All the AMD talk made me want to make some silicon budget comparisons.
CPU
AMD Zactate (Bobcat / E-350) was 75mm^2 on 40nm in Winter 2011 with 2 CPU cores (1.6GHz) and 80 stream processors (500MHz) with 18W TDP. (Bulldozer, just to compare, has 8 CPU INT cores and was 315mm^2 on 32nm.) AMD’s new stream architecture has 64 stream processors per CU.
http://www.anandtech.com/show/4134/the-brazos-review-amds-e350-supplants-ion-for-miniitx
But it gets interesting as the GPU is nearly 75% of the Bobcat core:
http://www.chip-architect.com/news/AMD_Ontario_Bobcat_vs_Intel_Pineview_Atom.jpg
A CPU is more than the core, so there needs to also be room for various cache sizes and levels, memory controllers, and so forth. Moving forward Jaguar is threatening to introduce quite a few enhancements to Bobcat so it is likely the core size will inflate quite a bit, especially as caches are very important to performance. 28nm is theoretically 50% smaller than 40nm yet Jaguar cores will, again, have a bit of enhancements and likely require more local memory so it is not likely to fit 4 cores into the same area as Bobcat cores, even with the die shrink.

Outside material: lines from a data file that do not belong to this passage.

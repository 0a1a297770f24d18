//! The `.dat` archive container: an ordered, case-insensitive keyed
//! collection of entries sharing one backing byte source, either an owned
//! buffer or a read-only memory-mapped region.

use std::collections::HashMap;
use std::fs;
use std::path::Path;

use memmap2::Mmap;

use crate::Error;

/// Maximum entry name length in the legacy (13-byte) header format.
pub const MAX_NAME_LEN: usize = 13;

/// Which on-disk index layout to read or write.
#[derive(Clone, Copy, Debug, PartialEq, Eq)]
pub enum NameFormat {
    /// 13-byte ASCII name, NUL-padded.
    Legacy13,
    /// 12-byte ASCII name followed by 20 unused bytes.
    New12Plus20,
}

impl NameFormat {
    fn entry_header_len(self) -> usize {
        match self {
            NameFormat::Legacy13 => 4 + 13,
            NameFormat::New12Plus20 => 4 + 12 + 20,
        }
    }
    fn name_field_len(self) -> usize {
        match self {
            NameFormat::Legacy13 => 13,
            NameFormat::New12Plus20 => 12,
        }
    }
}

/// One named byte range inside an [`Archive`].
#[derive(Clone, Debug, PartialEq, Eq)]
pub struct Entry {
    pub name: String,
    pub offset: u32,
    pub length: u32,
}

enum BackingSource {
    InMemory(Vec<u8>),
    Mmap(Mmap),
}

impl BackingSource {
    fn as_slice(&self) -> &[u8] {
        match self {
            BackingSource::InMemory(v) => v,
            BackingSource::Mmap(m) => m,
        }
    }
    fn len(&self) -> usize {
        self.as_slice().len()
    }
}

/// An indexed `.dat` container. Construction accepts either an owned buffer
/// (mutable, patchable, savable) or a read-only memory-mapped region
/// (lookups only — [`Archive::patch`] and [`Archive::save`] are rejected).
pub struct Archive {
    backing: Option<BackingSource>,
    entries: Vec<Entry>,
    index: HashMap<String, usize>,
}

impl Archive {
    /// Parse an in-memory buffer as a `.dat` archive.
    pub fn open_in_memory(buf: Vec<u8>) -> Result<Self, Error> {
        Self::open_in_memory_with_format(buf, NameFormat::Legacy13)
    }

    pub fn open_in_memory_with_format(buf: Vec<u8>, format: NameFormat) -> Result<Self, Error> {
        let entries = parse_index(&buf, format)?;
        let index = build_index(&entries);
        log::debug!("opened in-memory archive with {} entries", entries.len());
        Ok(Self { backing: Some(BackingSource::InMemory(buf)), entries, index })
    }

    /// Memory-map `path` and parse it as a read-only `.dat` archive.
    pub fn open_mmap(path: impl AsRef<Path>) -> Result<Self, Error> {
        Self::open_mmap_with_format(path, NameFormat::Legacy13)
    }

    pub fn open_mmap_with_format(path: impl AsRef<Path>, format: NameFormat) -> Result<Self, Error> {
        let file = fs::File::open(path)?;
        let mmap = unsafe { Mmap::map(&file)? };
        let entries = parse_index(&mmap, format)?;
        let index = build_index(&entries);
        log::debug!("mapped read-only archive with {} entries", entries.len());
        Ok(Self { backing: Some(BackingSource::Mmap(mmap)), entries, index })
    }

    /// Build an in-memory archive by concatenating every regular file in
    /// `dir`, in directory-listing order.
    pub fn from_directory(dir: impl AsRef<Path>) -> Result<Self, Error> {
        let mut names = Vec::new();
        for entry in fs::read_dir(dir.as_ref())? {
            let entry = entry?;
            if entry.file_type()?.is_file() {
                names.push(entry.file_name().to_string_lossy().into_owned());
            }
        }
        let mut buf = Vec::new();
        let mut entries = Vec::with_capacity(names.len());
        for name in names {
            if name.len() > MAX_NAME_LEN {
                return Err(Error::NameTooLong(name));
            }
            let bytes = fs::read(dir.as_ref().join(&name))?;
            entries.push(Entry { name, offset: buf.len() as u32, length: bytes.len() as u32 });
            buf.extend_from_slice(&bytes);
        }
        let index = build_index(&entries);
        log::debug!("built in-memory archive from directory with {} entries", entries.len());
        Ok(Self { backing: Some(BackingSource::InMemory(buf)), entries, index })
    }

    fn backing(&self) -> Result<&BackingSource, Error> {
        self.backing.as_ref().ok_or(Error::Disposed)
    }

    pub fn entries(&self) -> &[Entry] {
        &self.entries
    }

    pub fn contains(&self, name: &str) -> bool {
        self.index.contains_key(&name.to_ascii_lowercase())
    }

    fn entry_index(&self, name: &str) -> Option<usize> {
        self.index.get(&name.to_ascii_lowercase()).copied()
    }

    /// A read-only view over `[entry.offset, entry.offset+entry.length)` of
    /// the backing source.
    pub fn get_entry_stream(&self, name: &str) -> Result<&[u8], Error> {
        let idx = self
            .entry_index(name)
            .ok_or_else(|| Error::MalformedFrame(format!("no such entry: {name}")))?;
        let entry = &self.entries[idx];
        let backing = self.backing()?;
        let start = entry.offset as usize;
        let end = start + entry.length as usize;
        backing
            .as_slice()
            .get(start..end)
            .ok_or(Error::InvalidRange { offset: start, count: entry.length as usize, len: backing.len() })
    }

    /// Append `payload`'s bytes to the end of the backing buffer. If an
    /// entry named `name` already exists, its record is replaced in place
    /// (preserving iteration order); otherwise a new entry is appended. Old
    /// bytes from a replaced entry are not reclaimed. Only valid on
    /// in-memory archives.
    pub fn patch(&mut self, name: &str, payload: &[u8]) -> Result<(), Error> {
        if name.len() > MAX_NAME_LEN {
            return Err(Error::NameTooLong(name.to_string()));
        }
        let buf = match self.backing.as_mut().ok_or(Error::Disposed)? {
            BackingSource::InMemory(v) => v,
            BackingSource::Mmap(_) => return Err(Error::ReadOnlyArchive),
        };
        let offset = buf.len() as u32;
        buf.extend_from_slice(payload);
        let new_entry = Entry { name: name.to_string(), offset, length: payload.len() as u32 };
        let key = name.to_ascii_lowercase();
        if let Some(&idx) = self.index.get(&key) {
            log::debug!("patching existing entry {name} in place");
            self.entries[idx] = new_entry;
        } else {
            log::debug!("patching new entry {name} at end of archive");
            self.index.insert(key, self.entries.len());
            self.entries.push(new_entry);
        }
        Ok(())
    }

    /// Write every entry as `dir/<name>`, verbatim.
    pub fn extract_to(&self, dir: impl AsRef<Path>) -> Result<(), Error> {
        let dir = dir.as_ref();
        fs::create_dir_all(dir)?;
        for entry in &self.entries {
            let bytes = self.get_entry_stream(&entry.name)?;
            fs::write(dir.join(&entry.name), bytes)?;
        }
        log::debug!("extracted {} entries to {}", self.entries.len(), dir.display());
        Ok(())
    }

    /// Re-pack every entry contiguously and write the canonical
    /// header/index followed by the concatenated payloads. Only valid on
    /// in-memory archives.
    pub fn save(&self, path: impl AsRef<Path>) -> Result<(), Error> {
        let bytes = self.serialize(NameFormat::Legacy13)?;
        fs::write(path, bytes)?;
        Ok(())
    }

    fn serialize(&self, format: NameFormat) -> Result<Vec<u8>, Error> {
        let backing = self.backing()?;
        if matches!(backing, BackingSource::Mmap(_)) {
            return Err(Error::ReadOnlyArchive);
        }
        for entry in &self.entries {
            if entry.name.len() > MAX_NAME_LEN {
                return Err(Error::NameTooLong(entry.name.clone()));
            }
        }
        let header_len = 4 + self.entries.len() * format.entry_header_len() + 4;
        let mut out = Vec::with_capacity(header_len + self.entries.len() * 64);
        out.extend_from_slice(&((self.entries.len() as u32) + 1).to_le_bytes());

        let mut running_offset = header_len as u32;
        let mut payloads = Vec::with_capacity(self.entries.len());
        for entry in &self.entries {
            out.extend_from_slice(&running_offset.to_le_bytes());
            let bytes = self.get_entry_stream(&entry.name)?;
            let mut name_field = vec![0u8; format.name_field_len()];
            name_field[..entry.name.len()].copy_from_slice(entry.name.as_bytes());
            out.extend_from_slice(&name_field);
            if format == NameFormat::New12Plus20 {
                out.extend_from_slice(&[0u8; 20]);
            }
            payloads.push(bytes);
            running_offset += entry.length;
        }
        out.extend_from_slice(&running_offset.to_le_bytes());
        for bytes in payloads {
            out.extend_from_slice(bytes);
        }
        Ok(out)
    }

    /// Release the backing buffer or mapping. Subsequent calls fail with
    /// [`Error::Disposed`].
    pub fn close(&mut self) {
        self.backing = None;
    }
}

/// Build an in-memory archive from `from_dir`'s files and write it to
/// `to_path` in canonical form, in one step.
pub fn compile(from_dir: impl AsRef<Path>, to_path: impl AsRef<Path>) -> Result<(), Error> {
    let archive = Archive::from_directory(from_dir)?;
    archive.save(to_path)
}

fn build_index(entries: &[Entry]) -> HashMap<String, usize> {
    entries
        .iter()
        .enumerate()
        .map(|(i, e)| (e.name.to_ascii_lowercase(), i))
        .collect()
}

But even being generous and saying 2 Bobcat cores + cache, memory controller were half a die at 75mm^2 (so about 38mm^2 for 2 cores) it would seem 2 Jaguars could (conjecture) fit into that die area on 28nm and 4 Jaguar cores into 75mm^2. 150mm^2 would be a rough guestimate to the total area needed for 8 Jaguar cores.
Because Al is so awesome:
http://beyond3d.com/showthread.php?t=62651
Xenon was 167mm^2 on 90nm in Fall 2005.
Cell was 235mm^2 on 90nm in Fall 2005.
>> 4 Jaguar cores are conjecturally going to be about half, or less, the silicon budget of 2005 consoles and much lower TDP.
>> 8 Jaguar cores would be roughly in the ball part of the silicon budget of the 2005 consoles but with a similar or lower TDP.
GPU
Pitcairn (Radeon 78570) was 212mm^2 on 28nm in Winter 2012 with 20 CUs (1280 stream processors), 80 TMUs, and 32 ROPs with various models clocking in from 860MHz to 1000MHz with various units disabled on a 256bit bus with a total GPU board TDP ranging from 130-175W.
Xenos was 262mm^2 (182mm^2 GPU and 80mm^2 Daughter Die) in Fall 2005.
RSX was 258mm^2 in Fall 2005.
Various things to consider is 28nm maturing as well (density, performance, TDP), various tradeoffs to maximize the primary limiting factor (TDP) between fewer units/higher clocks and more units/lower clocks, and that high frequency GDDR5 uses a lot of power—not necessarily just the chips/# but the memory controller. It is hard to guess the power needed for eDRAM (especially if it is a cache instead of a write buffer like Xenos) and the size, and important if stacked memory and a Silicon interposer may be used.
>> Pitcairn is in the general size class, if not on the slightly small size, compared to consoles in 2005 (or about the same if 32-64MB of eDRAM was introduced).
Looking at these numbers, and the SA snapshot of a chip with memory on a Silicon Interposer, it seems really likely one could do the following:
~ 325mm^2 SoC
>> ~ 75mm^2 : 4 Jaguar cores
>> ~ 200mm^2 Pitcairn class GPU with some CUs disables
Put two memory modules (stacked?) on the same SI and you lower the power and ramp up the bandwidth. You could even go with a relatively large bus from the entire SI to a more general memory pool.
So in theory you could have full “HAS” with a higher end GPU and CPU on the same die and a boatload of lower power memory next door. The only real major drawback seems to be the large step back in total CPU cores and peak throughput—but I don’t know how reasonable 8 CPU cores would be going with a SoC.
Anyways, it seems to my armchair (bad?) math and guesses the AMD rumblings of a Pitcairn class + Jaguar cores SoC, possibly on an SI, seem very reasonable based on last gen BOM budgets for the silicon.
I am sure a lot of people would consider such a design very elegant and balanced.